At a recent exit interview, surveyors even opened up the floor so board members could ask questions — something Kearney recognized as a real turning point for HRMC.

“There was not one person in the hospital who was going to make or break that survey, as was the case in the past,” she said.

Haywood County Commissioner Kevin Ensley, who along with other commissioners appoint the hospital board members, said the crisis should serve as a wake-up call to anyone serving on a board to be more diligent in their oversight. Too often, those at the helm of an organization can lull their board into complacency or charm them into compliance.

“If you tried to remove David Rice two weeks before that happened there would be a firestorm,” Ensley said. “The one good thing that has come out of this is all the boards in the county see you really have to watch what management is doing. We could all point our fingers at ourselves because people weren’t paying attention.”

 

Not afraid to ask

The idea of the board taking the wheel marks a sharp change from before the crisis, when decisions were often made in a unilateral manner by the administration.

“I don’t think that we would now be able to have that same reliance (one the administration),” said Patton. “I think we’re always going to be saying, is this right?”

Today, there is no shortage of questions for hospital administrators at board meetings.

“I can assure you that nobody leaves without getting questioned to the hill,” said board member Cliff Stovall, who was appointed in June. “There’s no timidity on the board. There are no wimps in the meetings I’ve been in.”

Board members hope a renewed emphasis on oversight and open communication will ensure they’ll never again be blindsided, as was the case a year ago.

 

Turnaround?

Though the hospital is still on a road to recovery, board members say there have been some key turning points since the crisis.

Patton says positive change began to take hold right away.

“I think that immediately, when things fell apart, some things started turning around,” he said. “All of a sudden, we had training going on, and more attention to the things that we hadn’t been paying attention to earlier.”

Stovall said one of the board’s biggest accomplishments since the crisis has been getting the hospital’s finances back in the black. The hospital’s lack of debt made this easier, he said.

“We did spend a lot of money just to keep going, but our money did not evaporate,” Stovall said.

Clasby said as of December, the hospital was ahead of its budget for the year — a positive but preliminary sign, since the fiscal year only started in October.
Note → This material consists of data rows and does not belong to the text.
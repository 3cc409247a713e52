use axum::{Json, extract::State, response::IntoResponse};
use serde::Serialize;
use utoipa::ToSchema;

use crate::ctx::ApiCtx;

#[derive(Debug, Serialize, ToSchema)]
pub struct HealthResponse {
	pub status: String,
	pub node_id: String,
	/// Members in this node's view, including itself.
	pub nodes: usize,
	pub active_workflows: usize,
}

#[utoipa::path(
	get,
	operation_id = "health",
	path = "/health",
	responses((status = 200, body = HealthResponse)),
)]
#[tracing::instrument(skip_all)]
pub async fn health(State(ctx): State<ApiCtx>) -> impl IntoResponse {
	Json(HealthResponse {
		status: "ok".to_string(),
		node_id: ctx.cluster.node_id().to_string(),
		nodes: ctx.cluster.membership().len(),
		active_workflows: ctx.runtime.active_count(),
	})
}
use std::time::Duration;

use anyhow::Result;
use tokio::{sync::watch, task::JoinHandle};
use tracing::Instrument;

use flywheel_storage::WorkflowStatus;

use crate::runtime::Runtime;

const DEFAULT_BATCH_SIZE: usize = 64;

/// Safety net behind the timer processor. Re-drives workflows that are
/// Pending but never ran, Suspended past their deadline, or Running with an
/// expired execution lease (owner crashed). Resumes are idempotent because
/// replay returns the same outputs.
pub struct RecoveryProcessor {
	runtime: Runtime,
	poll_interval: Duration,
	batch_size: usize,
}

impl RecoveryProcessor {
	pub fn new(runtime: Runtime, poll_interval: Duration) -> Self {
		RecoveryProcessor {
			runtime,
			poll_interval,
			batch_size: DEFAULT_BATCH_SIZE,
		}
	}

	pub fn start(self, mut shutdown_rx: watch::Receiver<()>) -> JoinHandle<()> {
		tokio::spawn(
			async move {
				let mut interval = tokio::time::interval(self.poll_interval);
				interval.set_missed_tick_behavior(tokio::time::MissedTickBehavior::Skip);

				loop {
					tokio::select! {
						_ = interval.tick() => {}
						_ = shutdown_rx.changed() => break,
					}

					if let Err(err) = self.tick().await {
						tracing::error!(?err, "recovery tick failed");
					}
				}

				tracing::debug!("recovery processor stopped");
			}
			.instrument(tracing::info_span!("recovery_processor")),
		)
	}

	async fn tick(&self) -> Result<()> {
		let now = flywheel_util::timestamp::now();
		let storage = self.runtime.storage();
		let grace = self.runtime.config().lease_duration.as_millis() as i64;

		// Created but never ran (crash between create and first execute).
		// The grace period keeps us from racing a submit in progress.
		let pending = storage
			.workflows
			.find_by_status(WorkflowStatus::Pending, self.batch_size)
			.await?;
		for metadata in pending {
			if now - metadata.update_ts < grace {
				continue;
			}
			tracing::info!(workflow_id=%metadata.workflow_id, "recovering pending workflow");
			self.resume(&metadata.workflow_id).await;
		}

		// Suspended with an elapsed deadline (timer row lost or wake missed)
		let ready = storage
			.workflows
			.find_suspended_ready(now, self.batch_size)
			.await?;
		for metadata in ready {
			tracing::debug!(workflow_id=%metadata.workflow_id, "recovering suspended workflow");
			self.resume(&metadata.workflow_id).await;
		}

		// Running with an expired lease: the owner died mid-execution
		let running = storage
			.workflows
			.find_by_status(WorkflowStatus::Running, self.batch_size)
			.await?;
		for mut metadata in running {
			let expired = metadata
				.locked_until
				.map(|deadline| deadline < now)
				.unwrap_or(false);
			if !expired {
				continue;
			}

			metadata.retry_count += 1;
			if metadata.retry_count > metadata.max_retries {
				tracing::warn!(
					workflow_id=%metadata.workflow_id,
					retry_count=%metadata.retry_count,
					"workflow exceeded max retries, failing"
				);
				metadata.status = WorkflowStatus::Failed;
				metadata.error_message =
					Some("execution lease expired and max retries exceeded".to_string());
				metadata.owner_id = None;
				metadata.locked_until = None;
				storage.workflows.update(&metadata).await?;
				continue;
			}

			tracing::info!(
				workflow_id=%metadata.workflow_id,
				retry_count=%metadata.retry_count,
				"reclaiming workflow with expired lease"
			);
			storage.workflows.update(&metadata).await?;
			self.resume(&metadata.workflow_id).await;
		}

		Ok(())
	}

	async fn resume(&self, workflow_id: &str) {
		if let Err(err) = self.runtime.resume(workflow_id).await {
			tracing::error!(?err, %workflow_id, "recovery resume failed");
		}
	}
}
Board members also named the hiring of CEO Mike Poore as a key accomplishment.

“It’s just been a breath of fresh air for us,” Patton said.

Board members expressed mixed sentiments on whether the hospital has overcome one of its greatest challenges: regaining the community’s trust.

Stovall said he views the frequently full parking lot at the hospital as a sign that people are coming back.

“I think that’s an indication that people are using it, so it’s restored confidence,” he said.

Patton was a bit more hesitant.

“I would say yes, there has been some trust regained, but I don’t think that we’re to the point where we can say, we’ve done it now and we can relax,” he said.

Kearney also says there’s work to be done.

“The community sentiment is more positive toward the hospital than a year ago, but we haven’t yet seen a sufficient increase in the daily census,” she said. “I think that’s the only tangible way you can measure that. I would say there are people that are going past Haywood and going to Asheville.”

 

Phoenix rising

The crisis that hit Haywood Regional helped to erase a culture of fear and overhaul the hospital’s administration and practices. So is HRMC better off for it?

“That’s a real difficult question, because you just blew $10 million,” said Kearney. “We spent some of our future, which is unfortunate.”

Clasby says that in the end, HRMC did emerge as a better hospital — though the road to get there was tough.

“It’s a shame and it’s sad that we went through what we did, and it was very painful for the community,” he said. “But we had an opportunity unfortunately to correct the things that were wrong and to rebuild this into an excellent, quality institution. It’s kind of the rising of the phoenix.”